Stored items
____________

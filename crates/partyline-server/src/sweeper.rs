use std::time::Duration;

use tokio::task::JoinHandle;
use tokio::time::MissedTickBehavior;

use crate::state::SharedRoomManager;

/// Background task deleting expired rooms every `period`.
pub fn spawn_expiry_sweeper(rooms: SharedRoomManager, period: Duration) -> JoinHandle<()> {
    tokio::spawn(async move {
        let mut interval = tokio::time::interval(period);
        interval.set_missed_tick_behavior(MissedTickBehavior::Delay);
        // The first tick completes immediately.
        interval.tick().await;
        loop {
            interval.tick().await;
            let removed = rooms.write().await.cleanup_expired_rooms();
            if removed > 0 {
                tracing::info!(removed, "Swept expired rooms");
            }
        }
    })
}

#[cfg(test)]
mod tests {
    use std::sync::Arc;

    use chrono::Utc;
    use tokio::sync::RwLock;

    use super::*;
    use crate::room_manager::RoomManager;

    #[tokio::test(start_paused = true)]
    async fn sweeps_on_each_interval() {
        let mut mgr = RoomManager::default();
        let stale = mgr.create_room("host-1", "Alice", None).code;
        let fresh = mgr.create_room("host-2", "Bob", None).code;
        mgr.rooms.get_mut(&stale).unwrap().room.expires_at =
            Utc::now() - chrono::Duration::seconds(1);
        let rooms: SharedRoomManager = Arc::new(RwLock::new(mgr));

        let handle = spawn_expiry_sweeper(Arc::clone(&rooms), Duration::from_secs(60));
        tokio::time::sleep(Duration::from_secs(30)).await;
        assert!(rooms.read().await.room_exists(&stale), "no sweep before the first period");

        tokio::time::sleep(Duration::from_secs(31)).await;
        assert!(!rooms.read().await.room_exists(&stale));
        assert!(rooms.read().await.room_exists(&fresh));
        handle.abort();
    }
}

____________

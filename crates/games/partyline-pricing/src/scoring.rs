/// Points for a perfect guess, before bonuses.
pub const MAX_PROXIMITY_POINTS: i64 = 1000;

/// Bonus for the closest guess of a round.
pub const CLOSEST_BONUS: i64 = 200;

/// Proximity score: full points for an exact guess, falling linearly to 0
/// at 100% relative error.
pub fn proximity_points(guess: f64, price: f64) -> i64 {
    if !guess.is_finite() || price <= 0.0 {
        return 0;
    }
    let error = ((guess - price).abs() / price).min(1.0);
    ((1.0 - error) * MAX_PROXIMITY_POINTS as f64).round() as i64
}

____________

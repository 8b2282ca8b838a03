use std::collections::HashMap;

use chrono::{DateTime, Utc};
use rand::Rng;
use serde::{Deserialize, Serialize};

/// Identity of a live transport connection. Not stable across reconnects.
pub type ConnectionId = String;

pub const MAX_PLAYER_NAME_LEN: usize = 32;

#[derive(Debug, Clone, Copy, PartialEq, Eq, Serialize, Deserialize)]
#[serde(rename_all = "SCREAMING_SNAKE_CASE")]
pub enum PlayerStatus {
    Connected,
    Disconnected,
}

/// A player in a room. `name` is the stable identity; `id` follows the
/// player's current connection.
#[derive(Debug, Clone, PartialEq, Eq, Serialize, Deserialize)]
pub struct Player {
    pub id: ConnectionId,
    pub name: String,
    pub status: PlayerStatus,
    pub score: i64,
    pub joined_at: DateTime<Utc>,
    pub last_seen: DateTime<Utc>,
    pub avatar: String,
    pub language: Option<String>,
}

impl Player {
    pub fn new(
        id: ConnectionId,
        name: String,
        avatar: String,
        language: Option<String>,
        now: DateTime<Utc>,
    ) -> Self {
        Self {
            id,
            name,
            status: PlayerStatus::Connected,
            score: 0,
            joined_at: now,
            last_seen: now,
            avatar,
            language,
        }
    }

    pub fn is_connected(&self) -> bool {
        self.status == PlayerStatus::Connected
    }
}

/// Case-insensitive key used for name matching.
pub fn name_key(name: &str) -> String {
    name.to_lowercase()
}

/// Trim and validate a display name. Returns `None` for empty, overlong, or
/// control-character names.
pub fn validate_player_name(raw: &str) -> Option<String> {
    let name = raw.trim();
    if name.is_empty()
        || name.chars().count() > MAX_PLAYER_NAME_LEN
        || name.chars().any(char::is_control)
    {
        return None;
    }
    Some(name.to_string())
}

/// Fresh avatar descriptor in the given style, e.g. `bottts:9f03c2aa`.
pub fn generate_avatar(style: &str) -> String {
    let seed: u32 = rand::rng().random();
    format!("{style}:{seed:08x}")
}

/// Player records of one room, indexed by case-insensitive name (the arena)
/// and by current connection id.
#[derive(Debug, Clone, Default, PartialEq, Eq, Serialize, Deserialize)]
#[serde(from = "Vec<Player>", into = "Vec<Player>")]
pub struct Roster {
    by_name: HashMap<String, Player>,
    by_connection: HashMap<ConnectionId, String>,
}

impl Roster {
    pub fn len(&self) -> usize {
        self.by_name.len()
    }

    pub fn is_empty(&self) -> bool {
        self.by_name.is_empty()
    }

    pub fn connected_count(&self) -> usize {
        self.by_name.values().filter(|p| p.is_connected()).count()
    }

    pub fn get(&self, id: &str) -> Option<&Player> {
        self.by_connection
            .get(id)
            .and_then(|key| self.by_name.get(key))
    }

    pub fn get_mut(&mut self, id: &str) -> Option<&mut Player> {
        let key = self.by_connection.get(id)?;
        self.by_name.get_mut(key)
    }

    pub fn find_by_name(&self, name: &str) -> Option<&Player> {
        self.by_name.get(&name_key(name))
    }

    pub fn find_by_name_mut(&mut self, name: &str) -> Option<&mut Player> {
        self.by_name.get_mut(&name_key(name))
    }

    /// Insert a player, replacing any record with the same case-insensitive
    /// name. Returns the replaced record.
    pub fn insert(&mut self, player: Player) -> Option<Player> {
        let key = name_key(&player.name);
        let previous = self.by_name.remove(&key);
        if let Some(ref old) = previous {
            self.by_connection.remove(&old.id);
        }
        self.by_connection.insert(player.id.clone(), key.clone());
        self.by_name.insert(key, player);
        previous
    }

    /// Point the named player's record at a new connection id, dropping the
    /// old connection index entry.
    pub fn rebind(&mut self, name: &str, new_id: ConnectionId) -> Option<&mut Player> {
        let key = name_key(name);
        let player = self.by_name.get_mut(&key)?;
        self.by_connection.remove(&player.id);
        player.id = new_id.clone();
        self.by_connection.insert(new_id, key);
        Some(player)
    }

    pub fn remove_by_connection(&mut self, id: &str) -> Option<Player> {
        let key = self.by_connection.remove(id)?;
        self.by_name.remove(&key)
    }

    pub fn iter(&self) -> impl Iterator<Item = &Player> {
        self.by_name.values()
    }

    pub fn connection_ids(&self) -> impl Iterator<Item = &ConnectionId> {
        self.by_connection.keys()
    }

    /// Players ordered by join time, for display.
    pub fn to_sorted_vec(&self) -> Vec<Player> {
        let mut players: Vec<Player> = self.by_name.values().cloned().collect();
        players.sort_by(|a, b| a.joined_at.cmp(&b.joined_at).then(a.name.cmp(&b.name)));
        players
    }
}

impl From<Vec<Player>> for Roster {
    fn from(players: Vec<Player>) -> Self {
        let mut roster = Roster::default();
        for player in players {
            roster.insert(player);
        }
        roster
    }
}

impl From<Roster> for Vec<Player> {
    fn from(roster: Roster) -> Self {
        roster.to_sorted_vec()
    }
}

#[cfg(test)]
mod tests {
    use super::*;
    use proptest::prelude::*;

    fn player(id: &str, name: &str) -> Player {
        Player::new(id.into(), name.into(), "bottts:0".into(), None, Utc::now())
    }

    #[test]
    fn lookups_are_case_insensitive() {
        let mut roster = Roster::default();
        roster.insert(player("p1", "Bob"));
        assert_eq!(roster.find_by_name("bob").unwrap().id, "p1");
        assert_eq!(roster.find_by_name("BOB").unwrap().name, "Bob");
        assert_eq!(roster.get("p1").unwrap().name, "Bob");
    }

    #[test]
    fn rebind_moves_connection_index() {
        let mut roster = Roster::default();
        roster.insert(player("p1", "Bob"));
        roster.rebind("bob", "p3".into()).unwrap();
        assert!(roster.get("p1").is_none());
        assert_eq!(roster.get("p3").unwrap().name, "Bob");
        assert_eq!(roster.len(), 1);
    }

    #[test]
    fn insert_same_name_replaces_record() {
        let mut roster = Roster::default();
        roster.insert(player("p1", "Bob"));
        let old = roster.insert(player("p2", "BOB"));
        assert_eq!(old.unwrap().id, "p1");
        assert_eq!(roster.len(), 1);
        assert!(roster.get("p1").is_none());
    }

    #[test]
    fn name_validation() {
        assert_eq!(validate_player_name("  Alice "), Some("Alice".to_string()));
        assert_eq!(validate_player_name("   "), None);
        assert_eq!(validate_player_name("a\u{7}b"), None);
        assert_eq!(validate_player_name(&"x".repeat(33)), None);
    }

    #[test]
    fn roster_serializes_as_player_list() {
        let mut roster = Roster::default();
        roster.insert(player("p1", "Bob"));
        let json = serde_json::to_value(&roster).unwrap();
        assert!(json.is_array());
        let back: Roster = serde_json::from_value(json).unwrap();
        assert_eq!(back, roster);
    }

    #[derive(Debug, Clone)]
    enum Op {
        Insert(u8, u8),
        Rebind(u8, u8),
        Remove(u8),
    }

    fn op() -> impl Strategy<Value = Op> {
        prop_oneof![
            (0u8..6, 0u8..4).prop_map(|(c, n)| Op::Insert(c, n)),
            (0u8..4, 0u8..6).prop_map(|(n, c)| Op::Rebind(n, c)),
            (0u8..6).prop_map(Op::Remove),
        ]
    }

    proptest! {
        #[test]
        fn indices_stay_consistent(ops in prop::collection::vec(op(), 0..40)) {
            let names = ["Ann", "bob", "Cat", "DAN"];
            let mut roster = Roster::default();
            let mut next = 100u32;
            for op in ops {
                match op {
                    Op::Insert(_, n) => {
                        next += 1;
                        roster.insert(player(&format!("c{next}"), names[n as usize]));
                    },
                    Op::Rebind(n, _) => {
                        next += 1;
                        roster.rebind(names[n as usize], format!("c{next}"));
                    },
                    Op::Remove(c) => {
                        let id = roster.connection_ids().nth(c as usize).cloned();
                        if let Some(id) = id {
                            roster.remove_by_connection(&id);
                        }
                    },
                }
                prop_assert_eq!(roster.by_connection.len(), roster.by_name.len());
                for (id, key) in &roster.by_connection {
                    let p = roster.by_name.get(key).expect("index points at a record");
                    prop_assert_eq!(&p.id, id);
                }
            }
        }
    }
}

____________

▶ **Work required**:
Output the lines above exactly, but only those between the line holding "pub fn insert(&mut" and the line holding "player.id = new_id.clone();", inclusive.

▶ **Written answer**:
    pub fn insert(&mut self, player: Player) -> Option<Player> {
        let key = name_key(&player.name);
        let previous = self.by_name.remove(&key);
        if let Some(ref old) = previous {
            self.by_connection.remove(&old.id);
        }
        self.by_connection.insert(player.id.clone(), key.clone());
        self.by_name.insert(key, player);
        previous
    }

    /// Point the named player's record at a new connection id, dropping the
    /// old connection index entry.
    pub fn rebind(&mut self, name: &str, new_id: ConnectionId) -> Option<&mut Player> {
        let key = name_key(name);
        let player = self.by_name.get_mut(&key)?;
        self.by_connection.remove(&player.id);
        player.id = new_id.clone();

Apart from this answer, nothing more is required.